[RECORDS SUPPLIED — start]

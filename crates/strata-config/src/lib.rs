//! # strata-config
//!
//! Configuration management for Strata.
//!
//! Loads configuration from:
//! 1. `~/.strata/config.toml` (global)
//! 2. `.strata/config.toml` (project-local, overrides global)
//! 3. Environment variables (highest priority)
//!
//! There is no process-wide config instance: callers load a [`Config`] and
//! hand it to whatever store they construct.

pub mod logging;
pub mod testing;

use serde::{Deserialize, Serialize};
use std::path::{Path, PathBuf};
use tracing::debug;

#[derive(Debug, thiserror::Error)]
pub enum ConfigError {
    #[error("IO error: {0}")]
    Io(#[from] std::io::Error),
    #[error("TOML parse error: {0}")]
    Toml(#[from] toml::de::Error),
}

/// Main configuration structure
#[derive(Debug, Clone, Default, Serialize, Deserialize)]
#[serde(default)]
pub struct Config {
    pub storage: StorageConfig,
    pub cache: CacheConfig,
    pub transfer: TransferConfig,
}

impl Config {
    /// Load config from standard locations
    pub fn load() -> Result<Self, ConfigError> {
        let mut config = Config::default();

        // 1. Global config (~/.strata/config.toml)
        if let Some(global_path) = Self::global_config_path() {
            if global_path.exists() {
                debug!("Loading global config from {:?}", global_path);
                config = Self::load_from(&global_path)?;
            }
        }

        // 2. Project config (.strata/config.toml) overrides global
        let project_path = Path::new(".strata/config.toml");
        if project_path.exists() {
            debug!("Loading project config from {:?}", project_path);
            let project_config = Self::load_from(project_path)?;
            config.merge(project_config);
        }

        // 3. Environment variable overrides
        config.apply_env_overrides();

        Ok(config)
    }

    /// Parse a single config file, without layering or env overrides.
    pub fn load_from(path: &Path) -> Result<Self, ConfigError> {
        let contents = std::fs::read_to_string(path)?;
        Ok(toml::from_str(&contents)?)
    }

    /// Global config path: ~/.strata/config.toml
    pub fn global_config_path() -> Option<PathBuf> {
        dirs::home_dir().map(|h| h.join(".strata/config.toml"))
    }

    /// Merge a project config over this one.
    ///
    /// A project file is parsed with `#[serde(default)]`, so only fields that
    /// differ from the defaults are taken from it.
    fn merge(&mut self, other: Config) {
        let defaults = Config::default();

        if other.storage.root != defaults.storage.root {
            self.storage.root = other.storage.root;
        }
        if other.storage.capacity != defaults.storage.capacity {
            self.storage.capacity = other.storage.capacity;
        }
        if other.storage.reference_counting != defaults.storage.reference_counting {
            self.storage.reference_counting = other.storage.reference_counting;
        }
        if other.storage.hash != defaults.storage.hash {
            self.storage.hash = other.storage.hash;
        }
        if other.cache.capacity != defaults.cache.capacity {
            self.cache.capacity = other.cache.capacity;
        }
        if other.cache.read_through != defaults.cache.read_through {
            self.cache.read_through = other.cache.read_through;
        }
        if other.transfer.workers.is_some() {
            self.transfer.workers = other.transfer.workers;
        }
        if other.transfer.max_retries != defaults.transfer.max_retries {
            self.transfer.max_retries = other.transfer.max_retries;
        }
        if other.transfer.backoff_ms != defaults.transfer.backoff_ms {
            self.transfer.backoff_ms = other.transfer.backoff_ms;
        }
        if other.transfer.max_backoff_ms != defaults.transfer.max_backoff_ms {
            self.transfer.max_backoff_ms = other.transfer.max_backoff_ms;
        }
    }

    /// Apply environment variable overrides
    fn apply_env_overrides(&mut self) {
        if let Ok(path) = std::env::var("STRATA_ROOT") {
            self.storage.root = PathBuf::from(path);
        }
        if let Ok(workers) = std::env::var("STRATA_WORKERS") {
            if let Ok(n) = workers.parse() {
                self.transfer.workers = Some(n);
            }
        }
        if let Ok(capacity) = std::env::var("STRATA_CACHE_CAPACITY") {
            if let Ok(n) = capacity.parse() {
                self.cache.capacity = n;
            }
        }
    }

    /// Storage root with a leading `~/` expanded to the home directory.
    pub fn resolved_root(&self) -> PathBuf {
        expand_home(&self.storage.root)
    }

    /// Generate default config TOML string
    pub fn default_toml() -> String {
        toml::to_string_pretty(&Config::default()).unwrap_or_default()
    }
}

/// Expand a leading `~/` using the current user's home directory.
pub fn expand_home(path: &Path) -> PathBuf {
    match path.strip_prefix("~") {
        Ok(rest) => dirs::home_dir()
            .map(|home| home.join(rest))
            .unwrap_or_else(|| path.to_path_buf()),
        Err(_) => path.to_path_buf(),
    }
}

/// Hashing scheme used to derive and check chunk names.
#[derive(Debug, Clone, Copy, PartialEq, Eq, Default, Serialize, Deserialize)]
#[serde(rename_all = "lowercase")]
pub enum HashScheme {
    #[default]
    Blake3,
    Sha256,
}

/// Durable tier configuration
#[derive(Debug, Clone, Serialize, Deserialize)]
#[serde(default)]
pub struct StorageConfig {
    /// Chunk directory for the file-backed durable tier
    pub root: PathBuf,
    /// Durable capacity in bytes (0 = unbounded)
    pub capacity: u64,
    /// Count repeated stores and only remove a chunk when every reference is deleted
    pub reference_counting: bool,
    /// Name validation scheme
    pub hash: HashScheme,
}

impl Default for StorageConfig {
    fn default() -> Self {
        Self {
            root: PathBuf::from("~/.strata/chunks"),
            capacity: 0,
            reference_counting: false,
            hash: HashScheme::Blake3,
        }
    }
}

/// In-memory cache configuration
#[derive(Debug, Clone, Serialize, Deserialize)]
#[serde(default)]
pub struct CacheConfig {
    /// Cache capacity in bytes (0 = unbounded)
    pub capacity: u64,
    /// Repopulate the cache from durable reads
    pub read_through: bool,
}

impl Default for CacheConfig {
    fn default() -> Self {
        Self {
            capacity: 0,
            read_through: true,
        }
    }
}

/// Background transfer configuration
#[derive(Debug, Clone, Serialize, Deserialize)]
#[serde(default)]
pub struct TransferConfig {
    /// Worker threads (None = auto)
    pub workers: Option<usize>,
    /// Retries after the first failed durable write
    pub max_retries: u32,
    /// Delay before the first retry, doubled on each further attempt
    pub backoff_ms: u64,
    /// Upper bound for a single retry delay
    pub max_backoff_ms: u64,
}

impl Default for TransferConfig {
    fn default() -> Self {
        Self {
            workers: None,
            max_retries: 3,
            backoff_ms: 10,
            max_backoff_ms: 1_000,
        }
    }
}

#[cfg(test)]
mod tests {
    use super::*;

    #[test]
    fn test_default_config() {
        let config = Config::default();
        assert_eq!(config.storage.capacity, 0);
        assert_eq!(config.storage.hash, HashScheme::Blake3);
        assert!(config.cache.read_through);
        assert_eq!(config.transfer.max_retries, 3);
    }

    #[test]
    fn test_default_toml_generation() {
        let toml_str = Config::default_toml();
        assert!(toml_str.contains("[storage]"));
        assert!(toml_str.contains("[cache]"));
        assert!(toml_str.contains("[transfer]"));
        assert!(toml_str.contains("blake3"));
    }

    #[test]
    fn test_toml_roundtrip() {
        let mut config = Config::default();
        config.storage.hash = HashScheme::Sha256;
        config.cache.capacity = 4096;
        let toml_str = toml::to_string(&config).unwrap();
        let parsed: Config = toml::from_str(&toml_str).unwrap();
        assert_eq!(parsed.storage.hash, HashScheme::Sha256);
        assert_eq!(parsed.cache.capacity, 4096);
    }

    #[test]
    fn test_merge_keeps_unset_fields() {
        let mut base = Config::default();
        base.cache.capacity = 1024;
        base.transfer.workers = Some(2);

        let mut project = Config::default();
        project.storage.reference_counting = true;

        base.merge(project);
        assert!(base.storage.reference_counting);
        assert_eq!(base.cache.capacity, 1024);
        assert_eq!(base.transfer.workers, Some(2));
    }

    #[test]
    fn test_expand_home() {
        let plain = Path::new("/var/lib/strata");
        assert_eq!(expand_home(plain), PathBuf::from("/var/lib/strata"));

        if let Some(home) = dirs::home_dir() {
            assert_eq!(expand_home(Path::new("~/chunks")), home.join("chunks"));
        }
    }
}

[RECORDS SUPPLIED — finish]
[RECORDS SUPPLIED — start]

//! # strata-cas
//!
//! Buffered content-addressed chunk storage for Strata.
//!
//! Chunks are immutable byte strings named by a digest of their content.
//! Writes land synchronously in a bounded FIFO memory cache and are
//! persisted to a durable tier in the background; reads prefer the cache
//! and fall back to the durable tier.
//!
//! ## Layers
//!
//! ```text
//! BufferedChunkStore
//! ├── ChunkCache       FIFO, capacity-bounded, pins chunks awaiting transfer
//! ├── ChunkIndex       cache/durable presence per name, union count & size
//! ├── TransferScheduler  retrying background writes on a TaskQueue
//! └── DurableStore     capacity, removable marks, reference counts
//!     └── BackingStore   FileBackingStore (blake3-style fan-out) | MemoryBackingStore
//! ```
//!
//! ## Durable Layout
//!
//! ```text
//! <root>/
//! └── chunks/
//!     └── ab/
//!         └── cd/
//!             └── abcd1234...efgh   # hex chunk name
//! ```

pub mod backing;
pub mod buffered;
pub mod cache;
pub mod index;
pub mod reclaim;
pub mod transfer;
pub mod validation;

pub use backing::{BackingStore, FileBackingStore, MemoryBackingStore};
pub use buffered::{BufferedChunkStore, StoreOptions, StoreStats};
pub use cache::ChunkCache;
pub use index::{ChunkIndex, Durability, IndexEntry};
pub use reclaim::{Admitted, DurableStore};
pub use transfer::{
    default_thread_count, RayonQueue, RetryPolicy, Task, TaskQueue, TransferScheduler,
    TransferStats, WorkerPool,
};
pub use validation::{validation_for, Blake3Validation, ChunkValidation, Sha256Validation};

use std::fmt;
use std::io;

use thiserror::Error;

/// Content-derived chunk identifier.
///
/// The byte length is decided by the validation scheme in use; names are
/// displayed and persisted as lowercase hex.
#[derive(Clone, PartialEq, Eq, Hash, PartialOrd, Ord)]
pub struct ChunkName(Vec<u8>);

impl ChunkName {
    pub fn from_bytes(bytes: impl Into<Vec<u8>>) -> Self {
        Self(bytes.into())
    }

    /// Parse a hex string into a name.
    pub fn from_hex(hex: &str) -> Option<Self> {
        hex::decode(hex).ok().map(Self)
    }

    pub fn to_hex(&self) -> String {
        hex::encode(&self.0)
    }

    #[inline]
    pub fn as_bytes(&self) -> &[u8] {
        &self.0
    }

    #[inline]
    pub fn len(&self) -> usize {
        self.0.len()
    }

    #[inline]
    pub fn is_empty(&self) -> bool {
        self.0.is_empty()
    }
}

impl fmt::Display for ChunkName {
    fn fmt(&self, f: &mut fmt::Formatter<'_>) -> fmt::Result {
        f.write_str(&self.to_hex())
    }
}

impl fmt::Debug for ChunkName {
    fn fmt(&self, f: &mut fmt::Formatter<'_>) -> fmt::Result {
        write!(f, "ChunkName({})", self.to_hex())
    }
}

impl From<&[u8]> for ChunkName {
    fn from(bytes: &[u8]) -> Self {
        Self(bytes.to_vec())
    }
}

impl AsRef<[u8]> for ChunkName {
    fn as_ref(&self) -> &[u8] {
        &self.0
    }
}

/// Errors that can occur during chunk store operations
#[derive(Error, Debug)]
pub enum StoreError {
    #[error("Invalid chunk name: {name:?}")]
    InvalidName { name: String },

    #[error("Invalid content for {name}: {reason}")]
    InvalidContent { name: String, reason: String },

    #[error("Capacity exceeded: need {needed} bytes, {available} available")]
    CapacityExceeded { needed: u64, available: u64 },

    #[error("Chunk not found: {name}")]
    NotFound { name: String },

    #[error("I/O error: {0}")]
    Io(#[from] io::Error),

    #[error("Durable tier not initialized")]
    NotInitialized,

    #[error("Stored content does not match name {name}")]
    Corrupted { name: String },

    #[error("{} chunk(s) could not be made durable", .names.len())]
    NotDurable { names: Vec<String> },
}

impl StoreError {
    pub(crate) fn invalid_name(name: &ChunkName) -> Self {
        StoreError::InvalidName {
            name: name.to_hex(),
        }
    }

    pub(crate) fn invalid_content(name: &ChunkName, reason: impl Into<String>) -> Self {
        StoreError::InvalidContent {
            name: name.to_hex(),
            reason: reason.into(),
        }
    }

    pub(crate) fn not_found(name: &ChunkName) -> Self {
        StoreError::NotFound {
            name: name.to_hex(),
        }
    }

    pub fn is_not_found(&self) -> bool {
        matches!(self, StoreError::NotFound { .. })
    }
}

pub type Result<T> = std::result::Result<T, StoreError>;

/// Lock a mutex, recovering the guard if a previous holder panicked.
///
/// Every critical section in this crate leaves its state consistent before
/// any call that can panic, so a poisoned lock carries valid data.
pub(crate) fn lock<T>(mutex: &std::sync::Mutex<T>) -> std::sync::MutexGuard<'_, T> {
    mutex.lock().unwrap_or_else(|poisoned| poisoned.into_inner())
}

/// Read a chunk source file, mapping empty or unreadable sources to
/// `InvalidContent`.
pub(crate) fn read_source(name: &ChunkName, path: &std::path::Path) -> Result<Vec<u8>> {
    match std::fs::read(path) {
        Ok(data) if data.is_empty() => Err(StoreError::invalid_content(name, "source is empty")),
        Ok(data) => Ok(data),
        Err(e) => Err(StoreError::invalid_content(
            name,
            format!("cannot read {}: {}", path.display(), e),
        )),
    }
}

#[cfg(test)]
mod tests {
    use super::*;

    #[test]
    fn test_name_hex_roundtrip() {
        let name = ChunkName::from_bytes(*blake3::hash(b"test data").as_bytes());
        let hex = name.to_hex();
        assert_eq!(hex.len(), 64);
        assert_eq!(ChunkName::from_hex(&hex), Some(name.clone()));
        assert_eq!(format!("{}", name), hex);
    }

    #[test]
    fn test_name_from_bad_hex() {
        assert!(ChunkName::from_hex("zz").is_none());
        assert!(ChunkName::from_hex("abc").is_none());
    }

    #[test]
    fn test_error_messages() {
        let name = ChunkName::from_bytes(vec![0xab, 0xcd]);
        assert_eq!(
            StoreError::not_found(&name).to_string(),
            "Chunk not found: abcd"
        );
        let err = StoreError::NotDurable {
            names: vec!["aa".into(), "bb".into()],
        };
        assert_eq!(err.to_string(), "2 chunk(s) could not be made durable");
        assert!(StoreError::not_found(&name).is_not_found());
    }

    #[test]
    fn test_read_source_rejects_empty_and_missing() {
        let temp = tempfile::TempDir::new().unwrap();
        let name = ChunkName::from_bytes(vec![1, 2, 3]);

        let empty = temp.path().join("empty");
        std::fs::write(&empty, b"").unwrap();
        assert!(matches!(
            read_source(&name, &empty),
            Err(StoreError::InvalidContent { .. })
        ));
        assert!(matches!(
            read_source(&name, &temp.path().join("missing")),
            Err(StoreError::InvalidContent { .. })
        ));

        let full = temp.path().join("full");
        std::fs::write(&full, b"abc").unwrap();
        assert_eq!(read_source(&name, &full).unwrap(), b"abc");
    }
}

[RECORDS SUPPLIED — finish]

WORK REQUIRED: What is the number of lines above that hold the word "data"? Answer with that number alone.

SOLUTION TO THE PROBLEM: 4